── RECORDS FOR THE EXERCISE ──
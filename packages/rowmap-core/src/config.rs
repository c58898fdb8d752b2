//! Data source configuration.

use std::path::Path;
use std::time::Duration;

use serde::{Deserialize, Serialize};

use crate::error::DataSourceError;

/// Data source configuration.
#[derive(Debug, Clone, PartialEq, Eq, Serialize, Deserialize)]
#[serde(default)]
pub struct DataSourceConfig {
    /// Owning table of the mapped rows
    pub table_name: String,
    /// Default bound for `wait_for_transaction` (None = wait forever)
    pub transaction_wait_timeout_ms: Option<u64>,
}

impl Default for DataSourceConfig {
    fn default() -> Self {
        Self {
            table_name: "data".to_string(),
            transaction_wait_timeout_ms: None,
        }
    }
}

impl DataSourceConfig {
    /// Creates a configuration for the given table with default settings.
    pub fn for_table(table_name: impl Into<String>) -> Self {
        Self {
            table_name: table_name.into(),
            ..Default::default()
        }
    }

    /// Parses a configuration from JSON. Missing fields take their defaults.
    pub fn from_json_str(json: &str) -> Result<Self, DataSourceError> {
        let config: Self =
            serde_json::from_str(json).map_err(|e| DataSourceError::Config(e.to_string()))?;
        config.validate()?;
        Ok(config)
    }

    /// Loads a JSON configuration file.
    ///
    /// # Arguments
    /// * `path` - Path to the JSON file
    ///
    /// # Returns
    /// The parsed configuration, or `DataSourceError::Config` on I/O or parse failure.
    pub fn from_file(path: impl AsRef<Path>) -> Result<Self, DataSourceError> {
        let path = path.as_ref();
        let json = std::fs::read_to_string(path)
            .map_err(|e| DataSourceError::Config(format!("{}: {}", path.display(), e)))?;
        Self::from_json_str(&json)
    }

    /// Rejects configurations the data source cannot run with.
    pub fn validate(&self) -> Result<(), DataSourceError> {
        if self.table_name.is_empty() {
            return Err(DataSourceError::Config(
                "table_name must not be empty".to_string(),
            ));
        }
        Ok(())
    }

    pub fn transaction_wait_timeout(&self) -> Option<Duration> {
        self.transaction_wait_timeout_ms.map(Duration::from_millis)
    }
}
───
#### EXERCISE PROMPT
The data is to be given again in full, with every line exact.

#### EXERCISE RESULT
filename packages/rowmap-core/src/config.rs
repository c58898fdb8d752b2
//! Data source configuration.

use std::path::Path;
use std::time::Duration;

use serde::{Deserialize, Serialize};

use crate::error::DataSourceError;

/// Data source configuration.
#[derive(Debug, Clone, PartialEq, Eq, Serialize, Deserialize)]
#[serde(default)]
pub struct DataSourceConfig {
    /// Owning table of the mapped rows
    pub table_name: String,
    /// Default bound for `wait_for_transaction` (None = wait forever)
    pub transaction_wait_timeout_ms: Option<u64>,
}

impl Default for DataSourceConfig {
    fn default() -> Self {
        Self {
            table_name: "data".to_string(),
            transaction_wait_timeout_ms: None,
        }
    }
}

impl DataSourceConfig {
    /// Creates a configuration for the given table with default settings.
    pub fn for_table(table_name: impl Into<String>) -> Self {
        Self {
            table_name: table_name.into(),
            ..Default::default()
        }
    }

    /// Parses a configuration from JSON. Missing fields take their defaults.
    pub fn from_json_str(json: &str) -> Result<Self, DataSourceError> {
        let config: Self =
            serde_json::from_str(json).map_err(|e| DataSourceError::Config(e.to_string()))?;
        config.validate()?;
        Ok(config)
    }

    /// Loads a JSON configuration file.
    ///
    /// # Arguments
    /// * `path` - Path to the JSON file
    ///
    /// # Returns
    /// The parsed configuration, or `DataSourceError::Config` on I/O or parse failure.
    pub fn from_file(path: impl AsRef<Path>) -> Result<Self, DataSourceError> {
        let path = path.as_ref();
        let json = std::fs::read_to_string(path)
            .map_err(|e| DataSourceError::Config(format!("{}: {}", path.display(), e)))?;
        Self::from_json_str(&json)
    }

    /// Rejects configurations the data source cannot run with.
    pub fn validate(&self) -> Result<(), DataSourceError> {
        if self.table_name.is_empty() {
            return Err(DataSourceError::Config(
                "table_name must not be empty".to_string(),
            ));
        }
        Ok(())
    }

    pub fn transaction_wait_timeout(&self) -> Option<Duration> {
        self.transaction_wait_timeout_ms.map(Duration::from_millis)
    }
}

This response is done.